Well I Only Believe in Gravity from Nine to Noon on Wednesdays [Wisdom from G.K.]

An imbecile habit has arisen in modern controversy of saying that such and such a creed can be held in one age but cannot be held in another. Such dogma, we are told, was credible in the twelfth century, but is not credible in the twentieth. you might as well say that a certain philosophy can be believed on Mondays, but cannot be believed on Tuesdays.

–G.K. Chesterton, Orthodoxy (p. 66)

Is It Really A Coincidence? [Wisdom from G.K.]

Then I remembered that it was actually the charge against Christianity that it combined these two things which I was wildly trying to combine. Christianity was accused, at one and the same time, of being too optimistic about the universe and of being too pessimistic about the world. The coincidence made me suddenly stand still.

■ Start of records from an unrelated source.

//! The individual notification rules.

use chrono::{Duration, NaiveDateTime};

use crate::models::dates::{parse_instant, start_of_day};
use crate::models::*;

use super::{ClinicSnapshot, NotificationRule};

const RECENT_WINDOW_HOURS: i64 = 24;

/// How a rule writes the `time` field.
#[derive(Debug, Clone, Copy, PartialEq, Eq)]
pub enum TimeLabels {
    /// "Maintenant", "Récemment", "Il y a 3h".
    Relative,
    /// Wall-clock `HH:MM` of generation.
    WallClock,
}

impl TimeLabels {
    fn label(&self, relative: &str, now: NaiveDateTime) -> String {
        match self {
            Self::Relative => relative.to_string(),
            Self::WallClock => now.format("%H:%M").to_string(),
        }
    }
}

fn within_recent_window(at: NaiveDateTime, now: NaiveDateTime) -> bool {
    at >= now - Duration::hours(RECENT_WINDOW_HOURS) && at <= now
}

fn notification(
    id: String,
    kind: NotificationKind,
    title: &str,
    message: String,
    time: String,
    priority: Priority,
) -> Notification {
    Notification {
        id,
        kind,
        title: title.to_string(),
        message,
        time,
        read: false,
        priority,
        related_id: None,
        action_url: None,
    }
}

fn same_day_notification(rdv: &RendezVous, time: String) -> Notification {
    Notification {
        related_id: Some(rdv.id.clone()),
        action_url: Some("/planning".into()),
        ..notification(
            format!("appointment-today-{}", rdv.id),
            NotificationKind::Appointment,
            "Rendez-vous aujourd'hui",
            format!("{} - {} ({})", rdv.patient, rdv.heure, rdv.kind),
            time,
            Priority::Medium,
        )
    }
}

// ─── Appointments ────────────────────────────────────────────────────────────

/// Appointments earlier today, up to `now`.
pub struct SameDayAppointments;

impl NotificationRule for SameDayAppointments {
    fn collect(&self, snapshot: &ClinicSnapshot<'_>, now: NaiveDateTime) -> Vec<Notification> {
        let window_start = start_of_day(now) - Duration::days(1);

        snapshot
            .rendez_vous
            .iter()
            .filter_map(|rdv| rdv.when().map(|at| (rdv, at)))
            .filter(|(_, at)| *at >= window_start && *at <= now && at.date() == now.date())
            .map(|(rdv, at)| {
                let hours_ago = (now - at).num_hours();
                let time = if hours_ago > 0 {
                    format!("Il y a {hours_ago}h")
                } else {
                    "Récemment".to_string()
                };
                same_day_notification(rdv, time)
            })
            .collect()
    }
}

/// Appointments between today 00:00 and tomorrow 00:00. Those starting
/// within two hours become high-priority reminders.
pub struct UpcomingReminders;

impl NotificationRule for UpcomingReminders {
    fn collect(&self, snapshot: &ClinicSnapshot<'_>, now: NaiveDateTime) -> Vec<Notification> {
        let today = start_of_day(now);
        let tomorrow = today + Duration::days(1);
        let time = TimeLabels::WallClock.label("", now);

        let mut out = Vec::new();
        for rdv in snapshot.rendez_vous {
            let Some(at) = rdv.when() else { continue };
            if at < today || at > tomorrow {
                continue;
            }

            let hours_until = (at - now).num_hours();
            if hours_until > 0 && hours_until <= 2 {
                out.push(Notification {
                    related_id: Some(rdv.id.clone()),
                    action_url: Some("/planning".into()),
                    ..notification(
                        format!("appointment-{}", rdv.id),
                        NotificationKind::Reminder,
                        "Rendez-vous dans 2h",
                        format!("{} - {} avec Dr. {}", rdv.patient, rdv.heure, rdv.medecin),
                        time.clone(),
                        Priority::High,
                    )
                });
            } else if at.date() == now.date() {
                out.push(same_day_notification(rdv, time.clone()));
            }
        }
        out
    }
}

/// Urgent appointments from today onward. One notification each.
pub struct UrgentAppointments {
    pub labels: TimeLabels,
}

impl NotificationRule for UrgentAppointments {
    fn collect(&self, snapshot: &ClinicSnapshot<'_>, now: NaiveDateTime) -> Vec<Notification> {
        let today = start_of_day(now);

        snapshot
            .rendez_vous
            .iter()
            .filter(|rdv| rdv.kind.is_urgent())
            .filter(|rdv| rdv.when().is_some_and(|at| at >= today))
            .map(|rdv| Notification {
                related_id: Some(rdv.id.clone()),
                action_url: Some("/planning".into()),
                ..notification(
                    format!("urgent-{}", rdv.id),
                    NotificationKind::Urgent,
                    "URGENCE",
                    format!("{} - {} - {}", rdv.patient, rdv.heure, rdv.medecin),
                    self.labels.label("Maintenant", now),
                    Priority::High,
                )
            })
            .collect()
    }
}

// ─── Aggregates ──────────────────────────────────────────────────────────────

/// Patients active in the last 24 hours. A single aggregate notification.
pub struct NewPatients {
    pub labels: TimeLabels,
}

impl NotificationRule for NewPatients {
    fn collect(&self, snapshot: &ClinicSnapshot<'_>, now: NaiveDateTime) -> Vec<Notification> {
        let count = snapshot
            .patients
            .iter()
            .filter(|p| p.last_activity().is_some_and(|at| within_recent_window(at, now)))
            .count();
        if count == 0 {
            return Vec::new();
        }

        vec![Notification {
            action_url: Some("/patients".into()),
            ..notification(
                "new-patients".into(),
                NotificationKind::Success,
                "Nouveaux patients",
                format!("{count} nouveau(x) patient(s) ajouté(s)"),
                self.labels.label("Récemment", now),
                Priority::Low,
            )
        }]
    }
}

pub struct DoctorsOnLeave {
    pub labels: TimeLabels,
}

impl NotificationRule for DoctorsOnLeave {
    fn collect(&self, snapshot: &ClinicSnapshot<'_>, now: NaiveDateTime) -> Vec<Notification> {
        let count = snapshot.medecins.iter().filter(|m| m.is_on_leave()).count();
        if count == 0 {
            return Vec::new();
        }

        vec![Notification {
            action_url: Some("/medecins".into()),
            ..notification(
                "doctors-leave".into(),
                NotificationKind::Warning,
                "Médecins en congé",
                format!("{count} médecin(s) actuellement en congé"),
                self.labels.label("Maintenant", now),
                Priority::Medium,
            )
        }]
    }
}

/// Consultations dated in the last 24 hours.
pub struct RecentConsultations {
    pub labels: TimeLabels,
}

impl NotificationRule for RecentConsultations {
    fn collect(&self, snapshot: &ClinicSnapshot<'_>, now: NaiveDateTime) -> Vec<Notification> {
        let count = snapshot
            .consultations
            .iter()
            .filter(|c| parse_instant(&c.date).is_some_and(|at| within_recent_window(at, now)))
            .count();
        if count == 0 {
            return Vec::new();
        }

        vec![Notification {
            action_url: Some("/statistiques".into()),
            ..notification(
                "recent-consultations".into(),
                NotificationKind::Info,
                "Consultations récentes",
                format!("{count} consultation(s) effectuée(s) récemment"),
                self.labels.label("Récemment", now),
                Priority::Low,
            )
        }]
    }
}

–G.K. Chesterton, Orthodoxy (p. 65)

“Grab Your Pitchforks! We’re Storming the Cottage!” [Wisdom from G.K.]

We have to feel the universe at once as an ogre’s castle, to be stormed, and yet as our own cottage, to which we can return at evening.

–G.K. Chesterton, Orthodoxy (p. 63)

Is Love Blind? [Wisdom from G.K.]

Love is not blind; that is the last thing that it is. Love is bound; and the more it is bound the less it is blind.

–G.K. Chesterton, Orthodoxy (p. 62)

The Jingo of the Universe [Wisdom from G.K.]

What is the evil of the man commonly called an optimist? Obviously, it is felt that the optimist, wishing to defend the honor of this world, will defend the indefensible. He is the jingo of the universe; he will say, “My cosmos, right or wrong…” He will not wash the world, but whitewash the world.

–G.K. Chesterton, Orthodoxy (p. 61)

Beware of Criticizing What You Don’t Love [Wisdom from G.K.]

The evil of the pessimist is, then, not that he chastises the gods and men, but that he does not love what he chastises–he has not this primary and supernatural loyalty to things.

–G.K. Chesterton, Orthodoxy (p. 61)

Don’t Be Like This [Wisdom from G.K.]

I venture to say that what is bad in the candid friend is simply that he is not candid. He is keeping something back–his own gloomy pleasure in saying unpleasant things.